Rabbits Swimming = Bad IdeaToday I feel the need to make a comment on a few videos I have seen on the web of rabbits swimming in backyard pools.  Someone else on Twitter had seen one too and wondered if this was a good idea.  My first immediate reaction is, NO, BAD IDEA!

I spent my teenage years working at a neighborhood pool, taking swimming lessons right up to the advanced level.   Then I then began teaching swim classes at the pool and taking  water safety, lifesaving and pool management classes.  It is very easy to drown.  It can happen quite quickly even in a pool full of other people.  That is why many pools will have everyone stand at the edge and check the bottom before everyone leaves.  I would be as terrified of a rabbit in a pool as putting an infant in a pool.  I don’t think either are a good mix. 

It can be hard to judge between playful splashing around and someone who is in the first stages of panic.  Part of lifesaving teaches how to fight off someone who has gone into full-blown panic and grabs the nearest person potentially causing both to drown.  What if the rabbit suddenly panics and tries to bite, claw or climb up someone?  Would a child be able to manage without being put at risk themself?

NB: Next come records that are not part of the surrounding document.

mod answer;
mod difficulty;
mod question;
mod summary;

pub use answer::AnswerRecord;
pub use difficulty::{Difficulty, DifficultyParseError};
pub use question::{Question, QuestionError, QuizQuestion};
pub use summary::{QuizSummary, SummaryError};
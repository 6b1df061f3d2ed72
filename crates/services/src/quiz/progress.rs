/// Aggregated view of quiz progress, useful for UI.
#[derive(Debug, Clone, Copy, PartialEq, Eq)]
pub struct GameProgress {
    pub total: usize,
    pub answered: usize,
    pub remaining: usize,
    pub score: usize,
    pub is_complete: bool,
}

Even if you don’t drown, swallowing water the wrong way can have dire consequences.  I knew someone who landed in the ICU and almost died from pneumonia caused from getting just a little water inhaled through a snorkel.  Swimmers ear is an unpleasant outer ear infection that often plagues swimmers.  This would be something I would see as a huge risk for splashing water around big bunny ears.  It is not fun to medicate rabbits, so this isn’t a risk I would want to take.

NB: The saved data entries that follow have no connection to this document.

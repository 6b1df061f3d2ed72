use dioxus::prelude::*;

use crate::vm::{AnswerButtonVm, QuestionCardVm, QuizIntent};

#[component]
pub fn QuestionCard(card: QuestionCardVm, on_intent: EventHandler<QuizIntent>) -> Element {
    let answered = card.answered;

    rsx! {
        section { class: "question-card",
            p { class: "question-card__number", "Question: {card.number} / {card.total}" }
            p { class: "question-card__text", dangerous_inner_html: "{card.question_html}" }
            div { class: "question-card__answers",
                for (idx, answer) in card.answers.into_iter().enumerate() {
                    AnswerButton {
                        key: "{idx}",
                        answer,
                        disabled: answered,
                        on_intent,
                    }
                }
            }
            if let Some(correct_html) = card.correct_answer_html {
                h2 { class: "question-card__reveal",
                    "Correct Answer: "
                    span { dangerous_inner_html: "{correct_html}" }
                }
            }
        }
    }
}

#[component]
fn AnswerButton(
    answer: AnswerButtonVm,
    disabled: bool,
    on_intent: EventHandler<QuizIntent>,
) -> Element {
    let class_name = answer.class_name();
    let value = answer.value.clone();

    rsx! {
        button {
            class: "{class_name}",
            r#type: "button",
            disabled,
            onclick: move |_| on_intent.call(QuizIntent::Answer(value.clone())),
            span { dangerous_inner_html: "{answer.label_html}" }
        }
    }
}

It isn’t recommended that people with allergies regularly swim, because the pool chemicals can cause sinus, allergy and asthma problems for sensitive individuals.  Since rabbits have been used as test animals for cosmetics and such because their sensitivity is similar to sensitive humans, I would see the chemicals as a huge risk for the rabbits too.

When you swim laps in a pool that isn’t the proper temperature you risk muscle cramps if the temperature is too cold and heat exhaustion or stroke if the temperature is too high.  Regulating the temperature of a pool for lap swimmers is an important part of pool management.  I had one time a pool was too hot for laps, I swam them anyway and ended up quite ill afterwards.  Lesson learned on that one and I don’t want to try to figure out what a good temperature needs to be for a rabbit to swim laps.

If all that isn’t enough, there is the fear factor.  Some people are deathly afraid of water.  I can only imagine how some rabbits would react to suddenly being put in a huge body of water completely outside their experience.  I would not want to risk scaring a rabbit to death.